> [Given information]:
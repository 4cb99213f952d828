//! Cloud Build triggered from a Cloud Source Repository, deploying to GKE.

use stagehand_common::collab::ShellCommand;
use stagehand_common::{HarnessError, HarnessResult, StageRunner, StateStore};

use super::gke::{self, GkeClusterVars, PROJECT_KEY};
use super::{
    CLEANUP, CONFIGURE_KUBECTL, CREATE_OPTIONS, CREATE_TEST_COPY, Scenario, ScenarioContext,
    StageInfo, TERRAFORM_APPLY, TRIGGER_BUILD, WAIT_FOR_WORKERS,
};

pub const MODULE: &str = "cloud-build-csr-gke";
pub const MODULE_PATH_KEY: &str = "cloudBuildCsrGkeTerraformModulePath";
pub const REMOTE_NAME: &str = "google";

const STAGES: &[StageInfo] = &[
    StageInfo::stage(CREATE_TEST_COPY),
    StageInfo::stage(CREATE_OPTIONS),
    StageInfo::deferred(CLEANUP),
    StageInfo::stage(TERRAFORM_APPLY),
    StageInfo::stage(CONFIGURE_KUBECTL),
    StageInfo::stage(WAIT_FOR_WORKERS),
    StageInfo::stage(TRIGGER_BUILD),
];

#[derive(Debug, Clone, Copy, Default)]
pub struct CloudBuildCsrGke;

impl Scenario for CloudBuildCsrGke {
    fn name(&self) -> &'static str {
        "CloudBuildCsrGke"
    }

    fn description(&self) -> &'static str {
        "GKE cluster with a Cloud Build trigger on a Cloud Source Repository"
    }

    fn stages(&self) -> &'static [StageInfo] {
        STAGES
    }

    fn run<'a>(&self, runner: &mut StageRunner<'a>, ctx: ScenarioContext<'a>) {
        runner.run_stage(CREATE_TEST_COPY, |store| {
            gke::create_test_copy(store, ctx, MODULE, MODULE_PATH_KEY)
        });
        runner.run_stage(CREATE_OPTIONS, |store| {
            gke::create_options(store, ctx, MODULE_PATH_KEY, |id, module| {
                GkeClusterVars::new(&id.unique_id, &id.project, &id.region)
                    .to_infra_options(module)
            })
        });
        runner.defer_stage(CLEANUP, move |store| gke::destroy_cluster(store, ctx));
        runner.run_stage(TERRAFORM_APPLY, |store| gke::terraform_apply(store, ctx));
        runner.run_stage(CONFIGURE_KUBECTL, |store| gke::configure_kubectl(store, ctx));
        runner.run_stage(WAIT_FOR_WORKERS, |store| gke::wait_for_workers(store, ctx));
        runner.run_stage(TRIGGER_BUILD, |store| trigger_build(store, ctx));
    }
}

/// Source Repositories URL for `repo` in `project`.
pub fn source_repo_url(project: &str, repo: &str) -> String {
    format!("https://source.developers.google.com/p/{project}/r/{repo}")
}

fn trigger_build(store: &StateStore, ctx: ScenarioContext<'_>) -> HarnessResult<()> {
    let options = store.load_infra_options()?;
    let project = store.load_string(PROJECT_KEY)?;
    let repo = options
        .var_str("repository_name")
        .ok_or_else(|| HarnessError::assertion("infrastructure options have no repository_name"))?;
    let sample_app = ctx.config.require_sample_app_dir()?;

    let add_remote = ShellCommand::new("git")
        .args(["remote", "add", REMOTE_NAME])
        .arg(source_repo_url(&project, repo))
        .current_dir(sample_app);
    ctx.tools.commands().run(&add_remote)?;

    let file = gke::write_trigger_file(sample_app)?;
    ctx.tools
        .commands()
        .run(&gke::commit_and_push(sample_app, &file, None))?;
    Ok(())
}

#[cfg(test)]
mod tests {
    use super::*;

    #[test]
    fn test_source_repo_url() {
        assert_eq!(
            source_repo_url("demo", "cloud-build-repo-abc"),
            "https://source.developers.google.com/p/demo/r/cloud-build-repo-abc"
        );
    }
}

> [What needs to be done]: Repeat every record above exactly as it appears.

> [Written response]:
repository 4cb99213f952d828
//! Cloud Build triggered from a Cloud Source Repository, deploying to GKE.

use stagehand_common::collab::ShellCommand;
use stagehand_common::{HarnessError, HarnessResult, StageRunner, StateStore};

use super::gke::{self, GkeClusterVars, PROJECT_KEY};
use super::{
    CLEANUP, CONFIGURE_KUBECTL, CREATE_OPTIONS, CREATE_TEST_COPY, Scenario, ScenarioContext,
    StageInfo, TERRAFORM_APPLY, TRIGGER_BUILD, WAIT_FOR_WORKERS,
};

pub const MODULE: &str = "cloud-build-csr-gke";
pub const MODULE_PATH_KEY: &str = "cloudBuildCsrGkeTerraformModulePath";
pub const REMOTE_NAME: &str = "google";

const STAGES: &[StageInfo] = &[
    StageInfo::stage(CREATE_TEST_COPY),
    StageInfo::stage(CREATE_OPTIONS),
    StageInfo::deferred(CLEANUP),
    StageInfo::stage(TERRAFORM_APPLY),
    StageInfo::stage(CONFIGURE_KUBECTL),
    StageInfo::stage(WAIT_FOR_WORKERS),
    StageInfo::stage(TRIGGER_BUILD),
];

#[derive(Debug, Clone, Copy, Default)]
pub struct CloudBuildCsrGke;

impl Scenario for CloudBuildCsrGke {
    fn name(&self) -> &'static str {
        "CloudBuildCsrGke"
    }

    fn description(&self) -> &'static str {
        "GKE cluster with a Cloud Build trigger on a Cloud Source Repository"
    }

    fn stages(&self) -> &'static [StageInfo] {
        STAGES
    }

    fn run<'a>(&self, runner: &mut StageRunner<'a>, ctx: ScenarioContext<'a>) {
        runner.run_stage(CREATE_TEST_COPY, |store| {
            gke::create_test_copy(store, ctx, MODULE, MODULE_PATH_KEY)
        });
        runner.run_stage(CREATE_OPTIONS, |store| {
            gke::create_options(store, ctx, MODULE_PATH_KEY, |id, module| {
                GkeClusterVars::new(&id.unique_id, &id.project, &id.region)
                    .to_infra_options(module)
            })
        });
        runner.defer_stage(CLEANUP, move |store| gke::destroy_cluster(store, ctx));
        runner.run_stage(TERRAFORM_APPLY, |store| gke::terraform_apply(store, ctx));
        runner.run_stage(CONFIGURE_KUBECTL, |store| gke::configure_kubectl(store, ctx));
        runner.run_stage(WAIT_FOR_WORKERS, |store| gke::wait_for_workers(store, ctx));
        runner.run_stage(TRIGGER_BUILD, |store| trigger_build(store, ctx));
    }
}

/// Source Repositories URL for `repo` in `project`.
pub fn source_repo_url(project: &str, repo: &str) -> String {
    format!("https://source.developers.google.com/p/{project}/r/{repo}")
}

fn trigger_build(store: &StateStore, ctx: ScenarioContext<'_>) -> HarnessResult<()> {
    let options = store.load_infra_options()?;
    let project = store.load_string(PROJECT_KEY)?;
    let repo = options
        .var_str("repository_name")
        .ok_or_else(|| HarnessError::assertion("infrastructure options have no repository_name"))?;
    let sample_app = ctx.config.require_sample_app_dir()?;

    let add_remote = ShellCommand::new("git")
        .args(["remote", "add", REMOTE_NAME])
        .arg(source_repo_url(&project, repo))
        .current_dir(sample_app);
    ctx.tools.commands().run(&add_remote)?;

    let file = gke::write_trigger_file(sample_app)?;
    ctx.tools
        .commands()
        .run(&gke::commit_and_push(sample_app, &file, None))?;
    Ok(())
}

#[cfg(test)]
mod tests {
    use super::*;

    #[test]
    fn test_source_repo_url() {
        assert_eq!(
            source_repo_url("demo", "cloud-build-repo-abc"),
            "https://source.developers.google.com/p/demo/r/cloud-build-repo-abc"
        );
    }
}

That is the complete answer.